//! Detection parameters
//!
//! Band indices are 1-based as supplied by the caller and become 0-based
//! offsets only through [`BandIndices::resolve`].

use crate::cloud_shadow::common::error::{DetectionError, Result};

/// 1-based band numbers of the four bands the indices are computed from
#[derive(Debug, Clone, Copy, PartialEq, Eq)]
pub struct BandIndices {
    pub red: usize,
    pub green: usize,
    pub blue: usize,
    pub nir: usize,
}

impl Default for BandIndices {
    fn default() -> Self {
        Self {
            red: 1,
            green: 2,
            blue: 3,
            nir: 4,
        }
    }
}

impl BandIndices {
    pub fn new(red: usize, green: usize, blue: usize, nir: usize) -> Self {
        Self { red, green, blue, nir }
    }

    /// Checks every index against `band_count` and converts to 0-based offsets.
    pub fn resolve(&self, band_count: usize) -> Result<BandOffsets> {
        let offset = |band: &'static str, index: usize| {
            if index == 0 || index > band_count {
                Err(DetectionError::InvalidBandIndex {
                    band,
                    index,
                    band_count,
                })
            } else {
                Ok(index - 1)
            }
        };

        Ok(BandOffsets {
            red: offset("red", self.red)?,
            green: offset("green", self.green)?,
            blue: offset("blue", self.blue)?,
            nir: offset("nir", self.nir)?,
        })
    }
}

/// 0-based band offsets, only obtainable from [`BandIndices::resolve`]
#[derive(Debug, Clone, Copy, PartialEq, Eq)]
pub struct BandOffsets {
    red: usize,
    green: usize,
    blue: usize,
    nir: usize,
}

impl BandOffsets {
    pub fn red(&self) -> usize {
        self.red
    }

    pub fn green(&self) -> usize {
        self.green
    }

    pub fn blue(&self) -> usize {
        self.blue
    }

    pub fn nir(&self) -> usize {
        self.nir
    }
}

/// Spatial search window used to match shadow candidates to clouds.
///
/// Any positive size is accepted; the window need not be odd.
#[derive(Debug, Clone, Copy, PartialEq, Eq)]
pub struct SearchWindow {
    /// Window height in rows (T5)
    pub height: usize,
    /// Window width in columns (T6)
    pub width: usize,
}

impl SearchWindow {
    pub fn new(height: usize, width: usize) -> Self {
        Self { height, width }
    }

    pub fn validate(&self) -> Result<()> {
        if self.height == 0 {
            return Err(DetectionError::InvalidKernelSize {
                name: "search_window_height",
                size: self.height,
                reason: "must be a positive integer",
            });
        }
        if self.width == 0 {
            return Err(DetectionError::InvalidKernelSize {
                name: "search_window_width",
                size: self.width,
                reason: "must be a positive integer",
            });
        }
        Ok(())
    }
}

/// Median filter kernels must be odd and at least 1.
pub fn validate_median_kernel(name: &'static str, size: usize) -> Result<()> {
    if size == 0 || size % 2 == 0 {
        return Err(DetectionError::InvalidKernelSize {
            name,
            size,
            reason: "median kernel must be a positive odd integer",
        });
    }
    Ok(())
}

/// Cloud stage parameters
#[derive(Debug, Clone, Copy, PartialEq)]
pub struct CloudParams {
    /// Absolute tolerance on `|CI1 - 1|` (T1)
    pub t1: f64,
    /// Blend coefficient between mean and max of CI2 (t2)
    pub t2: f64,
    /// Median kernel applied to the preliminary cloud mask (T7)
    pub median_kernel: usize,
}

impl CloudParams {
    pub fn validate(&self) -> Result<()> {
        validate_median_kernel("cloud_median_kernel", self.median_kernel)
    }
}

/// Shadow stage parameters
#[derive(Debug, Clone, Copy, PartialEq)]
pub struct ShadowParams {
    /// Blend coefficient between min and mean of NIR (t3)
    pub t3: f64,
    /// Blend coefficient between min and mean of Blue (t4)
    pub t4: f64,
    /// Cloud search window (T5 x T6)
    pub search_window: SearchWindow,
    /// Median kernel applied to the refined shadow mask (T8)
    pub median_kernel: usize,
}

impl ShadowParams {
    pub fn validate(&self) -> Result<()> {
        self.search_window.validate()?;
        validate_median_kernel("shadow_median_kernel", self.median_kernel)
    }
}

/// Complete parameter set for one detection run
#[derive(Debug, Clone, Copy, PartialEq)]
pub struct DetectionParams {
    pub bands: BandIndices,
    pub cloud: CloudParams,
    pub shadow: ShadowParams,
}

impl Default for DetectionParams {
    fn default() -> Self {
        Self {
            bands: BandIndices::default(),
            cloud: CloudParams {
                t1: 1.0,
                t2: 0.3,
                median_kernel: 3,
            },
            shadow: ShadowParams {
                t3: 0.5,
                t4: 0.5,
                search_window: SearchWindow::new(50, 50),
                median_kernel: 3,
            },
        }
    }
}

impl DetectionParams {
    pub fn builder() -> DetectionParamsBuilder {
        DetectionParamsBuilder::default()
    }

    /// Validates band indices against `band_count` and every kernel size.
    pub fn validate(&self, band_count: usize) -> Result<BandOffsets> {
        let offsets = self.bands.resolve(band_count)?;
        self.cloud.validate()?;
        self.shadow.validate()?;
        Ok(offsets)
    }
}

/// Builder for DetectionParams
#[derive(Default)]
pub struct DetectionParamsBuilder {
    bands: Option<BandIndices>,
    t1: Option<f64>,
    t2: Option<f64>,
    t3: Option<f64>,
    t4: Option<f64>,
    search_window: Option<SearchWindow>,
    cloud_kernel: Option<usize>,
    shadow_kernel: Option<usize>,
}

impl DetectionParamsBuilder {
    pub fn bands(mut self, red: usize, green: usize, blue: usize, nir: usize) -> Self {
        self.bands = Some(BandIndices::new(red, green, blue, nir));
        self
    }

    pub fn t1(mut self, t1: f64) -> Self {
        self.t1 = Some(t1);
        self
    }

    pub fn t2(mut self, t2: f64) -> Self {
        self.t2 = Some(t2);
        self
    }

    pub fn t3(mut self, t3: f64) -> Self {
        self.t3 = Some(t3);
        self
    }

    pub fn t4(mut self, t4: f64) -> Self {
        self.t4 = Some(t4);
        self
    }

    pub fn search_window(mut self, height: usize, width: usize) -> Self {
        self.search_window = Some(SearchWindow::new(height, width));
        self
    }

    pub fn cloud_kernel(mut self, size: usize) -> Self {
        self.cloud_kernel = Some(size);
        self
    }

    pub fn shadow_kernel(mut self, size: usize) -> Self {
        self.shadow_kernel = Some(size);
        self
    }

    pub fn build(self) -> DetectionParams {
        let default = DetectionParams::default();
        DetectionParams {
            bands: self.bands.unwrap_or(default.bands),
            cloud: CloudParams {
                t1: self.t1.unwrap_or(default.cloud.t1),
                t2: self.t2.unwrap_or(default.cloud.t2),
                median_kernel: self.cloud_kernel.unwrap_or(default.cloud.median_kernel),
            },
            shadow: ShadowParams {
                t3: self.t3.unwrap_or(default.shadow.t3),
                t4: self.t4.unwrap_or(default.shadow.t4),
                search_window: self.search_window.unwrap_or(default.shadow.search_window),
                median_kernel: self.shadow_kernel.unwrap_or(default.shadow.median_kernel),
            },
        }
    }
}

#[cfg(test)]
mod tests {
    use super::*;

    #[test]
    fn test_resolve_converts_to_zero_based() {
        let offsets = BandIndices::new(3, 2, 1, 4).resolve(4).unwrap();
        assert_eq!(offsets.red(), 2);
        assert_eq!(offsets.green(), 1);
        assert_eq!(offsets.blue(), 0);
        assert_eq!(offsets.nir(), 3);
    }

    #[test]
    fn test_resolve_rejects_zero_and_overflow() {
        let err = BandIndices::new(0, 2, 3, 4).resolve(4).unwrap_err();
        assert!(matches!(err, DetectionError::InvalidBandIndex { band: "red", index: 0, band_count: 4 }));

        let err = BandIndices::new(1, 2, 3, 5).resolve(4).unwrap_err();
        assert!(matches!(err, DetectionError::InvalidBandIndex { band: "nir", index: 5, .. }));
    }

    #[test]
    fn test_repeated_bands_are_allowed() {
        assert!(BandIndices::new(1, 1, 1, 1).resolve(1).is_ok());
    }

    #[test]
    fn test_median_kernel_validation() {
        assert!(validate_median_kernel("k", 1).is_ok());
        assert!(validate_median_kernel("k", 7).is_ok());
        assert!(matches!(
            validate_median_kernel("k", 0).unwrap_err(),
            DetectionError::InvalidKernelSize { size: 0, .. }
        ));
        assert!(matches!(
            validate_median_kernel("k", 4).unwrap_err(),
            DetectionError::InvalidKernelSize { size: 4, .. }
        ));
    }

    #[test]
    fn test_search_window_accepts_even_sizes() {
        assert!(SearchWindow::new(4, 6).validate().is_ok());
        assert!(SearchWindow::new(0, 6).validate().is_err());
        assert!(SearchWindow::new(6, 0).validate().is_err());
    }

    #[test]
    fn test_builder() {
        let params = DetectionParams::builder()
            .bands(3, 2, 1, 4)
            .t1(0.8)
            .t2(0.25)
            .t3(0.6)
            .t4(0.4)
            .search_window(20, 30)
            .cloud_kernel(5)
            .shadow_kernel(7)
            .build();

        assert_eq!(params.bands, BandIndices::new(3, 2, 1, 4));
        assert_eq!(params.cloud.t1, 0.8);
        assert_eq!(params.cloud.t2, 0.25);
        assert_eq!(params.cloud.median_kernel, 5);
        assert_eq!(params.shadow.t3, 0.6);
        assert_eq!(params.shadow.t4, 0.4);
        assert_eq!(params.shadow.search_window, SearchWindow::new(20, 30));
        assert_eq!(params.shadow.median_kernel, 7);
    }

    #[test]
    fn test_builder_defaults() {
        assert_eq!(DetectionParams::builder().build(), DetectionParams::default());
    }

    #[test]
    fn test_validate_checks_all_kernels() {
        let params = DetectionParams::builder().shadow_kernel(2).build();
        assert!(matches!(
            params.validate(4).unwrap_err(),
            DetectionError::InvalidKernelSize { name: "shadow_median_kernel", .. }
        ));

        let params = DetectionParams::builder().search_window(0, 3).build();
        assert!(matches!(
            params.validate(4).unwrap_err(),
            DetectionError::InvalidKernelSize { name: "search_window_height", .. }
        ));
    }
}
^^^^^^^^^^^^^^^^
The task:
Copy each line of the listing above that contains the word "DetectionParamsBuilder".

Response box:
    pub fn builder() -> DetectionParamsBuilder {
        DetectionParamsBuilder::default()
pub struct DetectionParamsBuilder {
impl DetectionParamsBuilder {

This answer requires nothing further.